El inalcanzable éxtasis
Título Original: SILENCE Dirección: Martin Scorsese Guión: Jay Cocks y Martin Scorsese a partir de la novela de Shusaku Endo Intérpretes: Andrew Garfield, Adam Driver, Liam Neeson, Ciarán Hinds y Tadanobu Asano, País: EE.UU. 2016 Duración: 161 min. ESTRENO: Enero 2017
Decir que Silencio de Martin Scorsese es una mala película, a parte de una grosería a la vista del magisterio de su autor, desemboca en una simpleza gratuita. Diremos de Scorsese, uno de los grandes narradores del cine de los últimos cincuenta años, como decía Pasolini de Leone, cuando no hace películas buenas no son malas, simplemente resultan fallidas. Indudablemente Silencio no está a la altura de los mejores trabajos del autor de Toro salvaje y Taxi Driver, pero eso no impide que en ella, como relámpagos fugaces, destellen de vez en cuando instantes de un cine grande concebido a través de una erudición exhaustiva. En Silencio, el Scorsese historiador de cine, el buceador obsesivo que más se ha adentrado en la filmografía de medio mundo, se ha armado de poderosas referencias. Por supuesto, buena parte de ellas emanan del cine japonés. Dado que su filme habla del Japón medieval, aunque haya sido rodado en Taiwán, hay importantes préstamos. Especialmente de los clásicos y de entre todos ellos, la manera de concebir su aventura jesuítico-japonesa,
respira más por la senda del Mizoguchi de 47 Ronin y Cuentos de la luna pálida de agosto que por el hacer del Kurosawa de Ran o Rashomon.
Pero la cuestión es que Silencio resulta una empresa fallida por varias cuestiones. La principal reside en la propia naturaleza de Scorsese, un cineasta que, entre el tormento y el éxtasis, siempre ha
sabido reflejar mucho mejor el dolor y la violencia antes que la exaltación sublimada. Y entre lo masculino y lo femenino, casi nunca ha sabido cómo acercarse (cinematográficamente) a una mujer. Scorsese es autor de un universo abrumadoramente masculino. No busquen en su cine protagonistas femeninas a la altura de Robert de Niro o de Leonardo di Caprio, porque no las hallarán.
En todos estos años siempre ha tropezado con las mismas piedras, nunca ha sabido cómo enfrentarse al éxtasis. Ese estado emocional sublimado al que se accede por la vía sexual del amor, o por la vía martirial del suplicio, se le niega siempre. En el romance y en la fe se ahoga Scorsese cada vez que intenta nadar en esas aguas. Ni siquiera en los relatos colaterales de sus filmes de acción, cuando en ellos se tiene que mostrar la pulsión erótica, sale bien librado este excelente conjurador de personajes en constante derrumbe.

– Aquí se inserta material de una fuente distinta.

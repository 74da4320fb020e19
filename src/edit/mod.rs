//! Edit algebra: wire-level parsing of edit records, the `Lines` sum type,
//! and the normalization heuristics that absorb common model mangling
//! before an edit ever touches the anchor validator.

pub mod apply;
pub mod order;

use crate::anchor::Anchor;

#[derive(Debug, Clone, Copy, PartialEq, Eq)]
pub enum OpKind {
    Replace,
    Append,
    Prepend,
}

impl OpKind {
    /// Sort precedence within a shared target line: `Replace < Append < Prepend`.
    fn precedence(self) -> u8 {
        match self {
            OpKind::Replace => 0,
            OpKind::Append => 1,
            OpKind::Prepend => 2,
        }
    }
}

/// The `lines` field's dynamic shape, modeled as a sum type instead of the
/// `string | string[] | null | undefined` union it arrives as.
#[derive(Debug, Clone, PartialEq, Eq)]
pub enum Lines {
    Empty,
    Single(String),
    Many(Vec<String>),
    Absent,
}

impl Lines {
    pub fn is_absent(&self) -> bool {
        matches!(self, Lines::Absent)
    }

    /// Collapse to a flat line vector. `Single` is split on `\n`; `Empty`
    /// and `Absent` both yield no lines (callers distinguish "absent is an
    /// error for replace" before reaching this point).
    pub fn into_vec(self) -> Vec<String> {
        match self {
            Lines::Empty | Lines::Absent => Vec::new(),
            Lines::Single(s) => s.split('\n').map(str::to_string).collect(),
            Lines::Many(v) => v,
        }
    }
}

/// An edit as received over the wire, before anchors are parsed.
#[derive(Debug, Clone)]
pub struct RawEdit {
    pub op: OpKind,
    pub pos: Option<String>,
    pub end: Option<String>,
    pub lines: Lines,
}

/// Parse one wire-format edit record out of a JSON value.
///
/// Uses manual field access rather than a derived `Deserialize` so that a
/// present-but-null `lines` and an altogether missing `lines` key are
/// distinguishable — `serde`'s `Option` collapses that distinction.
pub fn parse_raw_edit(value: &serde_json::Value) -> Result<RawEdit, String> {
    let op_str = value
        .get("op")
        .and_then(|v| v.as_str())
        .ok_or_else(|| "edit is missing required 'op' field".to_string())?;
    let op = match op_str {
        "replace" => OpKind::Replace,
        "append" => OpKind::Append,
        "prepend" => OpKind::Prepend,
        other => {
            return Err(format!(
                "unknown op {other:?}, expected \"replace\", \"append\", or \"prepend\""
            ));
        }
    };

    let pos = value
        .get("pos")
        .and_then(|v| v.as_str())
        .map(|s| s.trim().to_string());
    let end = value
        .get("end")
        .and_then(|v| v.as_str())
        .map(|s| s.trim().to_string());
    // `end` is only meaningful for replace.
    let end = if matches!(op, OpKind::Replace) { end } else { None };

    let lines = match value.get("lines") {
        None => Lines::Absent,
        Some(serde_json::Value::Null) => Lines::Empty,
        Some(serde_json::Value::String(s)) => Lines::Single(s.clone()),
        Some(serde_json::Value::Array(arr)) => {
            if arr.is_empty() {
                Lines::Empty
            } else {
                let mut out = Vec::with_capacity(arr.len());
                for item in arr {
                    match item.as_str() {
                        Some(s) => out.push(s.to_string()),
                        None => return Err("'lines' array must contain only strings".into()),
                    }
                }
                Lines::Many(out)
            }
        }
        Some(other) => return Err(format!("'lines' has an unsupported type: {other}")),
    };

    // Append/Prepend collapse pos/end to a single anchor; pos wins.
    let pos = if matches!(op, OpKind::Append | OpKind::Prepend) {
        pos.or_else(|| end.clone())
    } else {
        pos
    };

    if matches!(op, OpKind::Replace) && pos.is_none() && end.is_none() {
        return Err("replace requires at least one of 'pos'/'end'".into());
    }

    Ok(RawEdit { op, pos, end, lines })
}

/// An edit whose anchors have been parsed (not yet validated against live
/// file content) and whose payload has been reduced to a flat line list.
#[derive(Debug, Clone)]
pub struct Edit {
    pub op: OpKind,
    pub pos: Option<Anchor>,
    pub end: Option<Anchor>,
    pub payload: Vec<String>,
    pub sort_line: usize,
    /// Dedup/order is computed over the *normalized* payload; this key is
    /// filled in by `order::dedup_key` once payload normalization settles.
    pub index: usize,
}

/// Strip hashline (`L#HH|`) or diff-plus (`+`, not `++`) prefixes from a
/// replacement payload when at least half of its non-empty lines carry
/// that prefix — absorbs the common failure where a model echoes back the
/// whole hashline record as its replacement.
pub fn strip_prefixes(lines: &[String]) -> Vec<String> {
    use std::sync::LazyLock;
    static HASHLINE_PREFIX_RE: LazyLock<regex::Regex> = LazyLock::new(|| {
        regex::Regex::new(r"^\s*(?:>>>|>>)?\s*\d+#[A-Z]{2,16}\|").unwrap()
    });

    let non_empty = lines.iter().filter(|l| !l.is_empty()).count();
    if non_empty == 0 {
        return lines.to_vec();
    }

    let hash_prefixed = lines
        .iter()
        .filter(|l| !l.is_empty() && HASHLINE_PREFIX_RE.is_match(l))
        .count();
    let plus_prefixed = lines
        .iter()
        .filter(|l| !l.is_empty() && is_diff_plus(l))
        .count();

    if hash_prefixed * 2 >= non_empty && hash_prefixed > 0 {
        return lines
            .iter()
            .map(|l| HASHLINE_PREFIX_RE.replace(l, "").into_owned())
            .collect();
    }
    if plus_prefixed * 2 >= non_empty && plus_prefixed > 0 {
        return lines.iter().map(|l| strip_diff_plus(l)).collect();
    }
    lines.to_vec()
}

fn is_diff_plus(s: &str) -> bool {
    s.starts_with('+') && !s.starts_with("++")
}

fn strip_diff_plus(s: &str) -> String {
    if is_diff_plus(s) {
        s[1..].to_string()
    } else {
        s.to_string()
    }
}

fn strip_all_whitespace(s: &str) -> String {
    s.chars().filter(|c| !c.is_whitespace()).collect()
}

fn equals_ignoring_whitespace(a: &str, b: &str) -> bool {
    a == b || strip_all_whitespace(a) == strip_all_whitespace(b)
}

fn leading_whitespace(s: &str) -> &str {
    let end = s.len() - s.trim_start().len();
    &s[..end]
}

/// Drop a leading payload line that echoes `anchor_line` (insert-after).
pub fn strip_insert_after_echo(anchor_line: &str, payload: &[String]) -> Vec<String> {
    if payload.len() <= 1 {
        return payload.to_vec();
    }
    if equals_ignoring_whitespace(&payload[0], anchor_line) {
        payload[1..].to_vec()
    } else {
        payload.to_vec()
    }
}

/// Drop a trailing payload line that echoes `anchor_line` (insert-before).
pub fn strip_insert_before_echo(anchor_line: &str, payload: &[String]) -> Vec<String> {
    if payload.len() <= 1 {
        return payload.to_vec();
    }
    if equals_ignoring_whitespace(payload.last().unwrap(), anchor_line) {
        payload[..payload.len() - 1].to_vec()
    } else {
        payload.to_vec()
    }
}

/// Drop a leading/trailing payload line that echoes the line just outside
/// the replaced `[start..=end]` range, when the payload is longer than the
/// span it replaces.
pub fn strip_range_boundary_echo(
    file_lines: &[String],
    start: usize,
    end: usize,
    payload: &[String],
) -> Vec<String> {
    let span = end - start + 1;
    if payload.len() <= 1 || payload.len() <= span {
        return payload.to_vec();
    }

    let mut out = payload.to_vec();

    if start >= 2 {
        let before = &file_lines[start - 2];
        if equals_ignoring_whitespace(&out[0], before) {
            out.remove(0);
        }
    }
    if end < file_lines.len() && !out.is_empty() {
        let after = &file_lines[end];
        if equals_ignoring_whitespace(out.last().unwrap(), after) {
            out.pop();
        }
    }
    out
}

/// Heuristic 1: a one-line payload whose whitespace-stripped form equals
/// the whitespace-stripped concatenation of the original span — the model
/// merged several original lines into one. Split it back.
pub fn restore_merged_lines(original: &[String], payload: &[String]) -> Vec<String> {
    if payload.len() != 1 || original.len() < 2 {
        return payload.to_vec();
    }
    let merged_canon = strip_all_whitespace(&payload[0]);
    let original_canon: String = original.iter().map(|l| strip_all_whitespace(l)).collect();
    if merged_canon == original_canon {
        original.to_vec()
    } else {
        payload.to_vec()
    }
}

/// Heuristic 2: fold a 2..=10-line payload span back into one original
/// line when its whitespace-stripped concatenation uniquely matches that
/// original line's whitespace-stripped form.
pub fn restore_wrapped_lines(original: &[String], payload: &[String]) -> Vec<String> {
    if original.is_empty() || payload.len() < 2 {
        return payload.to_vec();
    }

    use std::collections::HashMap;
    let mut canon_to_original: HashMap<String, (&str, usize)> = HashMap::new();
    for line in original {
        let canon = strip_all_whitespace(line);
        let entry = canon_to_original.entry(canon).or_insert((line.as_str(), 0));
        entry.1 += 1;
    }

    struct Candidate {
        start: usize,
        len: usize,
        replacement: String,
    }

    let mut candidates = Vec::new();
    for start in 0..payload.len() {
        let max_len = 10.min(payload.len() - start);
        if max_len < 2 {
            continue;
        }
        for len in 2..=max_len {
            let joined: String = payload[start..start + len].concat();
            let canon = strip_all_whitespace(&joined);
            if canon.len() < 6 {
                continue;
            }
            if let Some((line, count)) = canon_to_original.get(&canon) {
                if *count == 1 {
                    candidates.push(Candidate {
                        start,
                        len,
                        replacement: line.to_string(),
                    });
                }
            }
        }
    }

    if candidates.is_empty() {
        return payload.to_vec();
    }

    // Keep non-overlapping candidates, applied back-to-front.
    candidates.sort_by(|a, b| b.start.cmp(&a.start));
    let mut out = payload.to_vec();
    let mut covered_until = usize::MAX;
    for c in candidates {
        if c.start + c.len > covered_until {
            continue;
        }
        out.splice(c.start..c.start + c.len, std::iter::once(c.replacement));
        covered_until = c.start;
    }
    out
}

/// Heuristic 3: when payload length equals the replaced span length, copy
/// leading whitespace from each original line onto the payload line at the
/// same index, if the payload line has none of its own.
pub fn restore_paired_indent(original: &[String], payload: &[String]) -> Vec<String> {
    if original.len() != payload.len() {
        return payload.to_vec();
    }
    original
        .iter()
        .zip(payload.iter())
        .map(|(orig, line)| {
            if line.is_empty() {
                return line.clone();
            }
            let indent = leading_whitespace(orig);
            if indent.is_empty() || orig.trim().is_empty() {
                return line.clone();
            }
            if !leading_whitespace(line).is_empty() {
                return line.clone();
            }
            if line == orig {
                return line.clone();
            }
            format!("{indent}{line}")
        })
        .collect()
}

/// Run the full indent/wrap auto-correction pipeline (§4.4) over a
/// `Replace` payload, given the original span it targets.
pub fn auto_correct_replace_payload(original: &[String], payload: &[String]) -> Vec<String> {
    let payload = restore_merged_lines(original, payload);
    let payload = restore_wrapped_lines(original, &payload);
    restore_paired_indent(original, &payload)
}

Cuando su búsqueda se encamina hacia los misterios de la fe, enigmas no menos inexplicables y volubles que los del sexo, la desorientación de Scorsese se hace mayor. En este caso, inspirado por el relato de un católico japonés, la novela de Shusaku Endo, quien como buen converso vierte sobre su propia cultura algunos (pre)juicios de valor altamente discutibles, Scorsese analiza algunas paradojas del comportamiento humano.
Con un pretexto argumental que parece arrancado a El corazón de las tinieblas, de Conrad, la otra gran vía de agua por la que se encharca todo el filme, surge del desdichado desacierto del reparto. Desde La última tentación de Cristo llevaba Scorsese dando vueltas a este proyecto. En el camino, millones de dólares se gastaron en intentos infructuosos. Y en ese proceso, los actores que podían haber sido, terminaron por declinar el reto. Scorsese dice que le dieron razones de incomodidad ideológica, la manera suave que encontraron, probablemente, para no afrontar un relato confuso.
Penetrar en el pantano de la fe requiere una disposición especial que Scorsese nunca ha tenido. Y buscar en su propio cine la luz para darse respuestas ante sus fantasmas emocionales del niño que iba encaminado hacia el seminario, no puede funcionar. Si en vez de hurgar en los recovecos de la apostasía se hubiera centrado en la lucha de poder colonial, que es la cara oculta de lo que no acaba por contar, tal vez Silencio hubiera sido esa buena película que ahora no puede ser por un error de cálculo. Se ha equivocado por tratar de hablar del éxtasis cuando su naturaleza sabe mucho más del tormento.